AWS Storage Blog
Migrate data from Dropbox to Amazon S3 using Rclone
Whether you choose to operate entirely on AWS or in multicloud and hybrid environments, one of the primary reasons to adopt AWS is the broad choice of services we offer, enabling you to explore, build, deploy, and monitor your workloads.
Amazon S3 is a great option for Dropbox users seeking a comprehensive storage solution. Amazon S3 offers high data durability and availability, practically unlimited scalability, and performant cost-effective storage options. With its pay-as-you-go pricing model and storage classes optimized for various access patterns and cost requirements, Amazon S3 caters to diverse needs, from managing mission-critical data to storing data for backup and archive. To migrate date from Dropbox to Amazon S3, you can use rclone, an open-source command-line tool that provides a streamlined solution for transferring data.

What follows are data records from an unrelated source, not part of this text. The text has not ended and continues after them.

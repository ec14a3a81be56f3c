//! # concord
//!
//! Pairing and scoring of reference and hypothesis annotations.
//!
//! - **Pairing**: strata of labels, overlap groups, weighted similarity and
//!   optimal assignment ([`Pairer`])
//! - **Scoring**: per-tag, per-token, per-pseudo-token and per-character
//!   tables whose derived cells render as spreadsheet formulas ([`Scorer`])
//! - **Confidence**: bootstrap resampling of documents ([`BootstrapConfig`])
//! - **Profiles**: similarity profiles pick dimensions and weights; score
//!   profiles add aggregations and tag decompositions
//!
//! The data model (spans, documents, the type catalog) lives in
//! `concord-core`.
//!
//! | Module | Role |
//! |--------|------|
//! | [`pairer`] | document pairing entry point |
//! | [`similarity`] | dimensions, profiles, the similarity engine |
//! | [`scorer`] | corpus accumulation and output |
//! | [`table`] | score tables and formula rendering |
//! | [`bootstrap`] | resampled confidence data |

#![warn(missing_docs)]

pub mod aggregate;
pub mod bootstrap;
pub mod config;
pub mod confusability;
pub mod detail;
pub mod error;
pub mod grouper;
pub mod implied_span;
pub mod matcher;
pub mod munkres;
pub mod pairer;
pub mod record;
pub mod region;
pub mod rows;
pub mod score_profile;
pub mod scorer;
pub mod similarity;
pub mod strata;
pub mod summary;
pub mod table;
pub mod token_pairs;

pub use bootstrap::{BootstrapConfig, CancelToken};
pub use config::{ScorerConfig, ScorerConfigBuilder};
pub use confusability::{Confusability, Units};
pub use error::{Error, Result};
pub use pairer::{DocumentPairing, GoldRestriction, Pairer};
pub use record::{PairRecord, PairSide, Side, Status, TokenPairRecord};
pub use score_profile::{PartitionRegistry, ScoreProfile};
pub use scorer::Scorer;
pub use similarity::{MethodRegistry, SimilarityEngine, SimilarityProfile};
pub use summary::{SummaryKind, SummaryTable};
pub use table::format::{Flavor, ScoreFormat};
pub use table::ScoreTable;

pub use concord_core::{Annotation, AnnotationId, Document, Span, TypeCatalog};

In this post, we demonstrate how you can use rclone to move data from Dropbox to Amazon S3. We walk you through the process of setting up an Amazon Elastic Compute Cloud (EC2) instance with rclone installed and configured to transfer data from Dropbox to Amazon S3. The majority of this setup process is automated through AWS CloudFormation. We also explore different rclone flags to reduce time to transfer data while addressing service quotas. Rclone streamlines the migration process with its native support for both storage systems, thus enabling synchronization and efficient data transfer. Its customizable configuration options, such as controlling concurrent transfers and setting transaction rate limits, optimize the transfer process.
Solution overview
Figure 1 shows the architecture for transferring data from Dropbox to Amazon S3 using an EC2 instance with rclone installed. The EC2 instance, provisioned through CloudFormation, acts as an intermediary to facilitate the data transfer process. Rclone running on the EC2 instance transfers data from Dropbox to Amazon S3.

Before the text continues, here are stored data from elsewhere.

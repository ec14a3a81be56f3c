//! Overlap grouping.
//!
//! A sweep over start/end coordinates collects maximal groups of
//! transitively overlapping annotations from both sides. Each group is
//! handed to the matcher independently.

use concord_core::Span;
use std::collections::BTreeMap;

/// Annotations from both sides that must be matched together.
#[derive(Debug, Clone, PartialEq, Eq)]
pub struct OverlapGroup<T> {
    /// Reference members, in sweep order.
    pub refs: Vec<T>,
    /// Hypothesis members, in sweep order.
    pub hyps: Vec<T>,
}

impl<T> OverlapGroup<T> {
    fn empty() -> Self {
        Self {
            refs: Vec::new(),
            hyps: Vec::new(),
        }
    }

    fn is_empty(&self) -> bool {
        self.refs.is_empty() && self.hyps.is_empty()
    }
}

#[derive(Default)]
struct Events {
    starts: [Vec<usize>; 2],
    ends: [Vec<usize>; 2],
}

/// Group spanned items by transitive overlap.
///
/// Items are `(payload, span)`. A zero-length item forms a group with
/// whatever is open at its coordinate, or a group of its own.
#[must_use]
pub fn overlap_groups<T: Copy>(refs: &[(T, Span)], hyps: &[(T, Span)]) -> Vec<OverlapGroup<T>> {
    let sides = [refs, hyps];
    let mut events: BTreeMap<usize, Events> = BTreeMap::new();
    for (side, items) in sides.iter().enumerate() {
        for (i, (_, span)) in items.iter().enumerate() {
            events.entry(span.start).or_default().starts[side].push(i);
            events.entry(span.end).or_default().ends[side].push(i);
        }
    }

    let mut active: [usize; 2] = [0, 0];
    let mut groups = Vec::new();
    let mut acc = OverlapGroup::empty();

    let flush = |acc: &mut OverlapGroup<T>, groups: &mut Vec<OverlapGroup<T>>| {
        if !acc.is_empty() {
            groups.push(std::mem::replace(acc, OverlapGroup::empty()));
        }
    };

    for (coord, ev) in &events {
        for side in 0..2 {
            for &i in &ev.ends[side] {
                if sides[side][i].1.start < *coord {
                    active[side] -= 1;
                }
            }
        }
        if active == [0, 0] {
            flush(&mut acc, &mut groups);
        }
        for side in 0..2 {
            for &i in &ev.starts[side] {
                let (payload, span) = sides[side][i];
                if side == 0 {
                    acc.refs.push(payload);
                } else {
                    acc.hyps.push(payload);
                }
                if span.end > span.start {
                    active[side] += 1;
                }
            }
        }
    }
    flush(&mut acc, &mut groups);
    groups
}

/// Group items that have no extent by their true label.
///
/// Labels are visited in sorted order.
#[must_use]
pub fn label_groups<T>(refs: Vec<(T, String)>, hyps: Vec<(T, String)>) -> Vec<OverlapGroup<T>> {
    let mut by_label: BTreeMap<String, OverlapGroup<T>> = BTreeMap::new();
    for (payload, label) in refs {
        by_label
            .entry(label)
            .or_insert_with(OverlapGroup::empty)
            .refs
            .push(payload);
    }
    for (payload, label) in hyps {
        by_label
            .entry(label)
            .or_insert_with(OverlapGroup::empty)
            .hyps
            .push(payload);
    }
    by_label.into_values().collect()
}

Figure 1: Architecture diagram to transfer data from Dropbox to Amazon S3 using rclone
By using CloudFormation, the deployment and configuration of the EC2 instance and rclone setup are automated. This makes sure of a consistent and reproducible environment while minimizing manual error, saving time, and reducing effort. Rclone, configured on the EC2 instance, connects to both Dropbox and Amazon S3, thus enabling efficient data transfer from Dropbox to Amazon S3.
Prerequisites
You must have the following prerequisites to implement this solution:
- Make sure you have necessary permission to access AWS Identity and Access Management (IAM), AWS Secrets Manager, and Amazon EC2.

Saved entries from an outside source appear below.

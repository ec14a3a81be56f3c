//! Score profiles: aggregations, label limitation and decompositions.
//!
//! A score profile shapes the summary tables rather than the pairing:
//!
//! - `aggregations` add rows that sum a named group of labels;
//! - `label_limitation` drops every other label from the counts;
//! - `attr_decompositions` split a label's counts by attribute values
//!   (`type=PER,sub=x`);
//! - `partition_decompositions` split them by a named function of the
//!   annotation (`length=short`).
//!
//! ```json
//! {
//!   "name": "by-type",
//!   "aggregations": [{"name": "names", "true_labels": ["PERSON", "ORG"]}],
//!   "attr_decompositions": [{"true_labels": ["PERSON"], "attrs": ["type"]}]
//! }
//! ```

use crate::aggregate::{SubsetKinds, TagAggregation};
use crate::error::{Error, Result};
use crate::record::AnnKey;
use concord_core::{Annotation, TypeCatalog};
use serde::{Deserialize, Serialize};
use std::collections::{BTreeMap, BTreeSet, HashMap};
use std::fmt;
use std::sync::Arc;

/// Shown for an attribute an annotation does not carry.
pub const NULL_VALUE: &str = "<null>";

// ============================================================================
// Configuration
// ============================================================================

/// A score profile as configured.
#[derive(Debug, Clone, Default, PartialEq, Serialize, Deserialize)]
pub struct ScoreProfile {
    /// Profile name, reported in summary tables.
    #[serde(default)]
    pub name: String,
    /// Named label groups.
    #[serde(default)]
    pub aggregations: Vec<AggregationSpec>,
    /// When set, only these true labels are counted.
    #[serde(default)]
    pub label_limitation: Option<Vec<String>>,
    /// Attribute-value decompositions.
    #[serde(default)]
    pub attr_decompositions: Vec<AttrDecompositionSpec>,
    /// Partition-function decompositions.
    #[serde(default)]
    pub partition_decompositions: Vec<PartitionDecompositionSpec>,
}

impl ScoreProfile {
    /// Parse a profile from JSON.
    pub fn from_json(json: &str) -> Result<Self> {
        Ok(serde_json::from_str(json)?)
    }
}

/// A named group of true labels.
#[derive(Debug, Clone, PartialEq, Eq, Serialize, Deserialize)]
pub struct AggregationSpec {
    /// Row tag of the aggregation.
    pub name: String,
    /// Member true labels.
    pub true_labels: Vec<String>,
}

/// Split labels by the values of some attributes.
#[derive(Debug, Clone, PartialEq, Eq, Serialize, Deserialize)]
pub struct AttrDecompositionSpec {
    /// Labels decomposed.
    pub true_labels: Vec<String>,
    /// Attributes whose values form the subset.
    pub attrs: Vec<String>,
}

/// Split labels by a registered partition function.
#[derive(Debug, Clone, PartialEq, Eq, Serialize, Deserialize)]
pub struct PartitionDecompositionSpec {
    /// Labels decomposed.
    pub true_labels: Vec<String>,
    /// Name of the function in the [`PartitionRegistry`].
    pub method: String,
}

// ============================================================================
// Partition functions
// ============================================================================

/// A partition function: the subset value of an annotation, or `None` to
/// leave it out.
pub type PartitionFn = Arc<dyn Fn(&Annotation) -> Option<String> + Send + Sync>;

/// Named partition functions available to score profiles.
#[derive(Clone, Default)]
pub struct PartitionRegistry {
    methods: HashMap<String, PartitionFn>,
}

impl PartitionRegistry {
    /// Empty registry.
    #[must_use]
    pub fn new() -> Self {
        Self::default()
    }

    /// Register a function under a name.
    pub fn register<F>(&mut self, name: impl Into<String>, f: F)
    where
        F: Fn(&Annotation) -> Option<String> + Send + Sync + 'static,
    {
        self.methods.insert(name.into(), Arc::new(f));
    }

    /// Builder form of [`register`](Self::register).
    #[must_use]
    pub fn with<F>(mut self, name: impl Into<String>, f: F) -> Self
    where
        F: Fn(&Annotation) -> Option<String> + Send + Sync + 'static,
    {
        self.register(name, f);
        self
    }

    /// Look up a function.
    #[must_use]
    pub fn get(&self, name: &str) -> Option<&PartitionFn> {
        self.methods.get(name)
    }
}

impl fmt::Debug for PartitionRegistry {
    fn fmt(&self, f: &mut fmt::Formatter<'_>) -> fmt::Result {
        let mut names: Vec<&String> = self.methods.keys().collect();
        names.sort();
        f.debug_struct("PartitionRegistry")
            .field("methods", &names)
            .finish()
    }
}

// ============================================================================
// Compiled profile
// ============================================================================

#[derive(Clone, Default)]
struct LabelDecomposition {
    attrs: Vec<Vec<String>>,
    partitions: Vec<(String, PartitionFn)>,
}

/// A score profile checked against a catalog.
#[derive(Clone)]
pub struct CompiledScoreProfile {
    name: String,
    aggregations: Vec<AggregationSpec>,
    label_limitation: Option<BTreeSet<String>>,
    decompositions: BTreeMap<String, LabelDecomposition>,
}

impl fmt::Debug for CompiledScoreProfile {
    fn fmt(&self, f: &mut fmt::Formatter<'_>) -> fmt::Result {
        f.debug_struct("CompiledScoreProfile")
            .field("name", &self.name)
            .field("aggregations", &self.aggregations)
            .field("label_limitation", &self.label_limitation)
            .field("decomposed", &self.decompositions.keys().collect::<Vec<_>>())
            .finish()
    }
}

impl CompiledScoreProfile {
    /// Check every label, attribute and method the profile names.
    pub fn compile(
        profile: &ScoreProfile,
        catalog: &TypeCatalog,
        partitions: &PartitionRegistry,
    ) -> Result<Self> {
        let mut names = BTreeSet::new();
        for agg in &profile.aggregations {
            if !names.insert(agg.name.as_str()) {
                return Err(Error::score_table(format!(
                    "duplicate aggregation name '{}' in score profile",
                    agg.name
                )));
            }
            for label in &agg.true_labels {
                if catalog.get(label).is_none() {
                    return Err(Error::score_table(format!(
                        "unknown label '{}' in aggregation for score profile",
                        label
                    )));
                }
            }
        }

        let mut decompositions: BTreeMap<String, LabelDecomposition> = BTreeMap::new();
        for decomp in &profile.attr_decompositions {
            for label in &decomp.true_labels {
                let ty = catalog.get(label).ok_or_else(|| {
                    Error::score_table(format!(
                        "unknown label '{}' in attr decomposition for score profile",
                        label
                    ))
                })?;
                for attr in &decomp.attrs {
                    if ty.attribute(attr).is_none() {
                        return Err(Error::score_table(format!(
                            "label '{}' is decomposed by unknown attr '{}' in attr decomposition for score profile",
                            label, attr
                        )));
                    }
                }
                decompositions
                    .entry(label.clone())
                    .or_default()
                    .attrs
                    .push(decomp.attrs.clone());
            }
        }
        for decomp in &profile.partition_decompositions {
            let method = partitions.get(&decomp.method).ok_or_else(|| {
                Error::score_table(format!(
                    "unknown partition method '{}' for partition decomposition in score profile",
                    decomp.method
                ))
            })?;
            for label in &decomp.true_labels {
                if catalog.get(label).is_none() {
                    return Err(Error::score_table(format!(
                        "unknown label '{}' in partition decomposition for score profile",
                        label
                    )));
                }
                decompositions
                    .entry(label.clone())
                    .or_default()
                    .partitions
                    .push((decomp.method.clone(), Arc::clone(method)));
            }
        }

        Ok(Self {
            name: profile.name.clone(),
            aggregations: profile.aggregations.clone(),
            label_limitation: profile
                .label_limitation
                .as_ref()
                .filter(|l| !l.is_empty())
                .map(|l| l.iter().cloned().collect()),
            decompositions,
        })
    }

    /// Profile name.
    #[must_use]
    pub fn name(&self) -> &str {
        &self.name
    }

    /// True when any decomposition is configured; the tables then carry a
    /// `tag subset` column.
    #[must_use]
    pub fn has_decompositions(&self) -> bool {
        !self.decompositions.is_empty()
    }

    /// Whether annotations of this true label are counted.
    #[must_use]
    pub fn admits(&self, true_label: &str) -> bool {
        self.label_limitation
            .as_ref()
            .map_or(true, |l| l.contains(true_label))
    }

    /// Configured aggregations.
    #[must_use]
    pub fn aggregations(&self) -> &[AggregationSpec] {
        &self.aggregations
    }
}

// ============================================================================
// Decomposition state
// ============================================================================

/// Per-run record of the labels and subsets that were counted.
#[derive(Debug, Default)]
pub struct Decomposer {
    cache: HashMap<AnnKey, Vec<String>>,
    recorded: BTreeMap<String, Vec<BTreeSet<String>>>,
    kinds: BTreeMap<String, SubsetKinds>,
    effective: BTreeMap<String, BTreeSet<String>>,
    tags: BTreeSet<String>,
}

impl Decomposer {
    /// Empty state.
    #[must_use]
    pub fn new() -> Self {
        Self::default()
    }

    /// Forget the annotation cache; keys are only unique within one
    /// document pair.
    pub fn start_document(&mut self) {
        self.cache.clear();
    }

    /// Note that `ann` is counted under `label` and return its subset
    /// values. `Ok(None)` means the label limitation drops it.
    pub fn decompose(
        &mut self,
        profile: Option<&CompiledScoreProfile>,
        key: AnnKey,
        ann: &Annotation,
        label: &str,
    ) -> Result<Option<Vec<String>>> {
        if let Some(p) = profile {
            if !p.admits(&ann.label) {
                return Ok(None);
            }
        }
        self.tags.insert(label.to_string());
        self.effective
            .entry(ann.label.clone())
            .or_default()
            .insert(label.to_string());
        if let Some(cached) = self.cache.get(&key) {
            return Ok(Some(cached.clone()));
        }
        let mut subsets = Vec::new();
        let entry = profile.and_then(|p| p.decompositions.get(&ann.label));
        if let Some(entry) = entry {
            let n_sets = entry.attrs.len() + entry.partitions.len();
            let recorded = self
                .recorded
                .entry(label.to_string())
                .or_default();
            if recorded.len() < n_sets {
                recorded.resize(n_sets, BTreeSet::new());
            }
            let kinds = self.kinds.entry(label.to_string()).or_default();
            for (i, attrs) in entry.attrs.iter().enumerate() {
                let value = attrs
                    .iter()
                    .map(|a| {
                        let v = ann.get(a).map_or(NULL_VALUE.to_string(), |v| v.to_string());
                        format!("{}={}", a, v)
                    })
                    .collect::<Vec<_>>()
                    .join(",");
                record(recorded, i, &value, label, "attribute")?;
                kinds.attrs.insert(value.clone());
                subsets.push(value);
            }
            for (j, (name, method)) in entry.partitions.iter().enumerate() {
                let Some(v) = method(ann) else { continue };
                let value = format!("{}={}", name, v);
                record(recorded, entry.attrs.len() + j, &value, label, "partition")?;
                kinds.partitions.insert(value.clone());
                subsets.push(value);
            }
        }
        self.cache.insert(key, subsets.clone());
        Ok(Some(subsets))
    }

    /// Subset kinds per effective label.
    #[must_use]
    pub fn kinds(&self) -> &BTreeMap<String, SubsetKinds> {
        &self.kinds
    }

    /// Every effective label counted so far.
    #[must_use]
    pub fn tags(&self) -> &BTreeSet<String> {
        &self.tags
    }

    /// Make a seeded tag visible to aggregations. The tag stands for its
    /// own true label.
    pub fn seed(&mut self, tag: &str) {
        self.effective
            .entry(tag.to_string())
            .or_default()
            .insert(tag.to_string());
    }

    /// Effective labels a true label was counted under, sorted.
    #[must_use]
    pub fn effective_labels(&self, true_label: &str) -> Vec<String> {
        self.effective
            .get(true_label)
            .map(|s| s.iter().cloned().collect())
            .unwrap_or_default()
    }

    /// Effective labels of the profile's aggregations.
    #[must_use]
    pub fn aggregations(&self, profile: Option<&CompiledScoreProfile>) -> Vec<TagAggregation> {
        let Some(p) = profile else {
            return Vec::new();
        };
        p.aggregations
            .iter()
            .map(|agg| {
                let labels: BTreeSet<String> = agg
                    .true_labels
                    .iter()
                    .filter_map(|t| self.effective.get(t))
                    .flatten()
                    .cloned()
                    .collect();
                TagAggregation {
                    name: agg.name.clone(),
                    labels: labels.into_iter().collect(),
                }
            })
            .collect()
    }
}

/// Add `value` to decomposition set `i` of `label`; it must not already
/// belong to another set.
fn record(
    recorded: &mut [BTreeSet<String>],
    i: usize,
    value: &str,
    label: &str,
    what: &str,
) -> Result<()> {
    if recorded[i].contains(value) {
        return Ok(());
    }
    if recorded.iter().any(|set| set.contains(value)) {
        return Err(Error::score_table(format!(
            "value '{}' for {} decomposition for label '{}' also appears as a recorded value for another decomposition for that label",
            value, what, label
        )));
    }
    recorded[i].insert(value.to_string());
    Ok(())
}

- You should have Amazon Virtual Private Cloud (Amazon VPC), a subnet for your VPC, and an EC2 key pair. These are necessary as user input selection when you set up the CloudFormation stack.
- Decide between the x86 and AWS Graviton-based instances (ARM), and choose the EC2 instance type that’s offered in your subnet’s Availability Zone (AZ). Refer to the user guide for finding an EC2 instance type to filter by architecture and AZ. For best price-performance, we recommend ARM instance unless you have a specific requirement for an x86.
- Rclone suggests making your Dropbox App ID instead of using the default one. Refer to the rclone documentation for creating your Dropbox client ID and to learn why it’s recommended.
- You need an S3 bucket as a destination data store.
Review the CloudFormation template to understand IAM user permissions and adjust as necessary. Refer to IAM policies best practices for more details. Similarly, check and update security groups for the EC2 instance if needed.
The CloudFormation automates the rclone setup for Amazon S3, but Dropbox needs manual token authorization after connecting to the EC2 instance. We cover this later in the post.
Walkthrough
Transferring data from Dropbox to Amazon S3 in this post involves:
1. Deploying the CloudFormation template, which provisions an EC2 instance, installs rclone, and configures rclone remote connections.
2. Completing Dropbox token authorization after connecting to the EC2 instance.
3. Using rclone commands to transfer data from Dropbox to Amazon S3.
In the following sections we go through these steps in more detail.
1. CloudFormation stack deployment
This section walks you through deploying the CloudFormation template to create necessary resources for data transfer.
1.1. Create stack
1.1.1. Download the CloudFormation template, CFT-Dropbox-to-S3.yml, designed for this solution here and then visit the CloudFormation console.
1.1.2. On the Stacks page, choose Create stack in the top right, and then choose With new resources (standard).
1.1.3. On the Create stack page, choose Choose and existing template in the prepare template section. In the specify template section, choose Upload a template file > Choose file to choose a CloudFormation template, CFT-Dropbox-to-S3.yml, which you downloaded earlier.
1.1.4. Choose Next.
1.2. Specify stack details
Figure 2. CloudFormation stack configuration
1.2.1. Provide a unique Stack name, as shown in the preceding figure. For example, “Dropbox-to-S3.”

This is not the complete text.